Using ISO 20022 to join the Russian market to the world

By guaranteeing international investors access to information, and the ability to vote electronically, these ISO 20022-based reforms to AGM and EGM messages are of importance to the integration of the Russian market into the global marketplace. Other countries which have automated voting, such as Turkey, noticed sharp increases in the participation of foreign investors in shareholder meetings. It will take a number of years to automate other types of corporate event, but the necessary work is already in hand. The government has amended stock market laws to regulate the use of electronic technologies for distributing and processing corporate actions, making it easier to extend ISO 20022 into other aspects of the Russian stock market. In fact, Russia is likely to be among the first markets to base its automated infrastructural processes on the ISO 20022 standard. Completing the task will be difficult, but the experience of reform ought to give domestic and foreign market participants a high level of confidence in the ability of the NSD to finish what it has started.
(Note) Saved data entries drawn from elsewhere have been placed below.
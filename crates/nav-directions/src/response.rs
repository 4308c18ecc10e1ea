//! Wire format of the directions and map-matching APIs, and its conversion
//! into engine types.
//!
//! Parsing is defensive: fields the engine can live without are optional,
//! and anything that would leave the engine without a usable plan becomes a
//! typed error rather than a panic.

use serde::Deserialize;

use nav_core::GeoPoint;
use nav_route::{Congestion, DirectionsError, RoutePlan, SnapError, Step};

// ── Directions ────────────────────────────────────────────────────────────────

#[derive(Debug, Deserialize)]
pub struct DirectionsResponse {
    pub code:    String,
    #[serde(default)]
    pub message: Option<String>,
    #[serde(default)]
    pub routes:  Vec<RouteJson>,
}

#[derive(Debug, Deserialize)]
pub struct RouteJson {
    pub geometry: LineStringJson,
    #[serde(default)]
    pub distance: Option<f64>,
    #[serde(default)]
    pub duration: Option<f64>,
    #[serde(default)]
    pub legs:     Vec<LegJson>,
}

#[derive(Debug, Deserialize)]
pub struct LineStringJson {
    pub coordinates: Vec<[f64; 2]>,
}

#[derive(Debug, Deserialize)]
pub struct LegJson {
    #[serde(default)]
    pub steps:      Vec<StepJson>,
    #[serde(default)]
    pub annotation: Option<AnnotationJson>,
}

#[derive(Debug, Deserialize)]
pub struct AnnotationJson {
    #[serde(default)]
    pub congestion: Option<Vec<String>>,
}

#[derive(Debug, Deserialize)]
pub struct StepJson {
    pub maneuver: ManeuverJson,
    #[serde(default)]
    pub distance: f64,
    #[serde(default)]
    pub duration: f64,
    #[serde(default)]
    pub name:     String,
}

#[derive(Debug, Deserialize)]
pub struct ManeuverJson {
    pub location:      [f64; 2],
    #[serde(default)]
    pub instruction:   String,
    #[serde(default)]
    pub bearing_after: f64,
}

fn point([lon, lat]: [f64; 2]) -> GeoPoint {
    GeoPoint::new(lon, lat)
}

/// Provider codes meaning "the waypoints cannot be connected".
fn is_no_route(code: &str) -> bool {
    matches!(code, "NoRoute" | "NoSegment")
}

/// Parse a directions response body into the first route's plan.
pub fn parse_directions(body: &str) -> Result<RoutePlan, DirectionsError> {
    let response: DirectionsResponse =
        serde_json::from_str(body).map_err(|e| DirectionsError::MalformedResponse(e.to_string()))?;

    if response.code != "Ok" {
        let detail = match response.message {
            Some(m) => format!("{}: {m}", response.code),
            None => response.code.clone(),
        };
        return Err(if is_no_route(&response.code) {
            DirectionsError::NoRouteFound(detail)
        } else {
            DirectionsError::MalformedResponse(detail)
        });
    }

    let Some(route) = response.routes.into_iter().next() else {
        return Err(DirectionsError::NoRouteFound("response has no routes".into()));
    };

    let geometry: Vec<GeoPoint> = route.geometry.coordinates.into_iter().map(point).collect();

    let steps: Vec<Step> = route
        .legs
        .iter()
        .flat_map(|leg| &leg.steps)
        .map(|s| Step {
            location:      point(s.maneuver.location),
            instruction:   s.maneuver.instruction.clone(),
            bearing_after: s.maneuver.bearing_after,
            distance_m:    s.distance,
            duration_s:    s.duration,
            road_name:     s.name.clone(),
        })
        .collect();

    // Per-leg annotations concatenate into one per-edge list; a leg without
    // them leaves the whole route without congestion data.
    let congestion: Vec<Congestion> = route
        .legs
        .iter()
        .map(|leg| leg.annotation.as_ref().and_then(|a| a.congestion.as_ref()))
        .collect::<Option<Vec<_>>>()
        .map(|per_leg| per_leg.into_iter().flatten().map(|c| Congestion::parse(c)).collect())
        .unwrap_or_default();

    RoutePlan::new(
        geometry,
        steps,
        congestion,
        route.distance.unwrap_or(f64::NAN),
        route.duration.unwrap_or(f64::NAN),
    )
    .map_err(|e| DirectionsError::MalformedResponse(e.to_string()))
}

// ── Map matching ──────────────────────────────────────────────────────────────

#[derive(Debug, Deserialize)]
pub struct MatchingResponse {
    pub code:      String,
    #[serde(default)]
    pub message:   Option<String>,
    #[serde(default)]
    pub matchings: Vec<MatchingJson>,
}

#[derive(Debug, Deserialize)]
pub struct MatchingJson {
    pub geometry: LineStringJson,
}

/// Parse a two-point map-matching response into the snapped current point:
/// the second coordinate of the first matching.
pub fn parse_matching(body: &str) -> Result<GeoPoint, SnapError> {
    let response: MatchingResponse =
        serde_json::from_str(body).map_err(|e| SnapError::Network(format!("unreadable response: {e}")))?;

    if response.code != "Ok" {
        return Err(SnapError::NoMatch);
    }
    response
        .matchings
        .first()
        .and_then(|m| m.geometry.coordinates.get(1))
        .map(|&c| point(c))
        .filter(|p| p.is_finite())
        .ok_or(SnapError::NoMatch)
}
NSD is already using the ISO 20022 standard in corporate issuer services and is planning to make use of the standard in other business areas. Importantly, the NSD also recognizes that a standard digital language in which to exchange information is the key to interacting with infrastructures in other markets as well as essential to attract international investors. The CSD has not failed to notice that, with ISO 20022 underpinning both the Single Euro Payments Area (SEPA) and TARGET-2 for Securities (T2S), the new message standard also has the support of the regulators and central banks that are driving important infrastructural initiatives. The enthusiasm of the NSD is proving infectious. A group of Russian banks and corporates have worked together to publish a new set of ISO 20022 messages that address markets operating with currency controls. Through its strategic commitment to ISO 20022, the NSD is driving the adoption of the standard abroad as well as at home.